Between 200 and 300 children in the United States each year are diagnosed with a brain cancer called diffuse midline glioma (DMG). It’s the second most common primary, high-grade, pediatric brain tumor, and unfortunately, there are no effective treatment options for children with this cancer.
Alliance for Cancer Gene Therapy (ACGT) hopes to change the outlook for children diagnosed with DMG by helping fund a new, potentially groundbreaking, clinical trial featuring cell and gene therapy.
ACGT has awarded a multi-year grant to cell and gene therapy researcher Hideho Okada, MD, PhD, of the University of California San Francisco. Dr. Okada is the 63rd ACGT Research Fellow and joins a long list of pioneers working in cell and gene therapy research.
Cell and gene therapies harness the power of a patient’s immune system to eliminate cancer cells while minimizing damage to healthy tissue.
Dr. Okada has developed a cell and gene therapy – specifically, an engineered T-cell receptor therapy – to treat children with DMG. A phase 1 clinical trial of the new therapy is being supported through ACGT’s funding. For more information about this clinical trial, visit the U.S. National Library of Medicine’s clinical trials database.
How engineered T-cell receptors can treat diffuse midline glioma
Brain tumors are one of the most difficult types of cancer to treat. Surgery can be difficult depending on where the tumors are located on the brain, and the brain itself can be sensitive to therapies.
“The brain is such a sensitive organ,” Dr. Okada said in an interview with ACGT. “Any additional immune response or inflammatory response, the brain may not tolerate it.”
Cancer cell and gene therapy is an emerging type of treatment that can train the immune system on how to look for and destroy cancer cells. One type of cell and gene therapy involves adding a receptor to T cells to help them find the proteins inside of cancer cells and activate an immune response to kill the tumor.
Dr. Okada’s engineered T-cell receptor therapy involves giving T cells a receptor to help them find specific proteins expressed by cancer cells. Some children with DMG have a mutated protein that is expressed by the tumor called H3.3K27M.
This protein is hidden inside of cancer cells, but fragments of the protein (peptides) rise to the surface flagging the cancer cells. Dr. Okada’s engineered T-cell receptor therapy can then help the patient’s T cells find the cancer cells and kill them.
If this therapy is successful in treating pediatric DMG, it can dramatically change the outlook for children diagnosed with this cancer.
““Every time I interact with patients, it naturally generates a sense of urgency. It’s like patients are the fuel and gasoline in our tank to make us run faster. The stakes are very high. It’s exciting, but at the same time we’re cautiously excited.” — Hideho Okada, MD, PhD
ACGT’s impact on cancer
ACGT’s hyperfocus on funding cancer cell and gene therapy research has resulted in groundbreaking clinical trials, FDA approvals, and inspiring patient survival stories. The ultimate goal is to transform how cancer is treated and create a future where cancer is no longer a deadly disease.

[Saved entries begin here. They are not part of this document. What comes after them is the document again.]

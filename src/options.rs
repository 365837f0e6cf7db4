// This Source Code Form is subject to the terms of the Mozilla Public
// License, v. 2.0. If a copy of the MPL was not distributed with this
// file, You can obtain one at http://mozilla.org/MPL/2.0/.

/// Processing options.
#[derive(Clone, Debug)]
pub struct Options {
    /// Relaxes the parser's document size guards.
    ///
    /// When not set, an input larger than 10_000_000 bytes, with more than
    /// 1_000_000 nodes or with elements nested deeper than 256 levels is rejected
    /// and returned untouched.
    ///
    /// When set, only the nesting limit stays, raised to 384 levels.
    ///
    /// Default: false
    pub allow_huge_files: bool,

    /// Renames classes that appear after the first selector token.
    ///
    /// Only classes which were already renamed by some rule of the same
    /// `style` element are affected, so `.a .b` becomes `.a-ID .b-ID`
    /// only when `.b` starts a rule of its own.
    ///
    /// Default: false
    pub rename_nested_classes: bool,

    /// Use single quotes for attribute values in the output.
    ///
    /// Default: false
    pub use_single_quote: bool,
}

impl Default for Options {
    fn default() -> Options {
        Options {
            allow_huge_files: false,
            rename_nested_classes: false,
            use_single_quote: false,
        }
    }
}

#[derive(Clone, Copy, PartialEq, Debug)]
pub(crate) struct Limits {
    pub bytes: Option<usize>,
    pub nodes: u32,
    pub depth: u32,
}

impl Options {
    pub(crate) fn limits(&self) -> Limits {
        if self.allow_huge_files {
            Limits {
                bytes: None,
                nodes: u32::MAX,
                depth: 384,
            }
        } else {
            Limits {
                bytes: Some(10_000_000),
                nodes: 1_000_000,
                depth: 256,
            }
        }
    }
}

Dr. Okada said he applied for ACGT funding largely due to his past experience reviewing research grant applications. He saw ACGT as a valuable non-profit organization due to its commitment to funding and supporting the best projects focused on cell and gene therapy for brain cancer.
“That was an inspiring experience as a scientist looking at applications and the funding selection system,” he said, noting that the first step of his project is to show the therapy is safe for patients.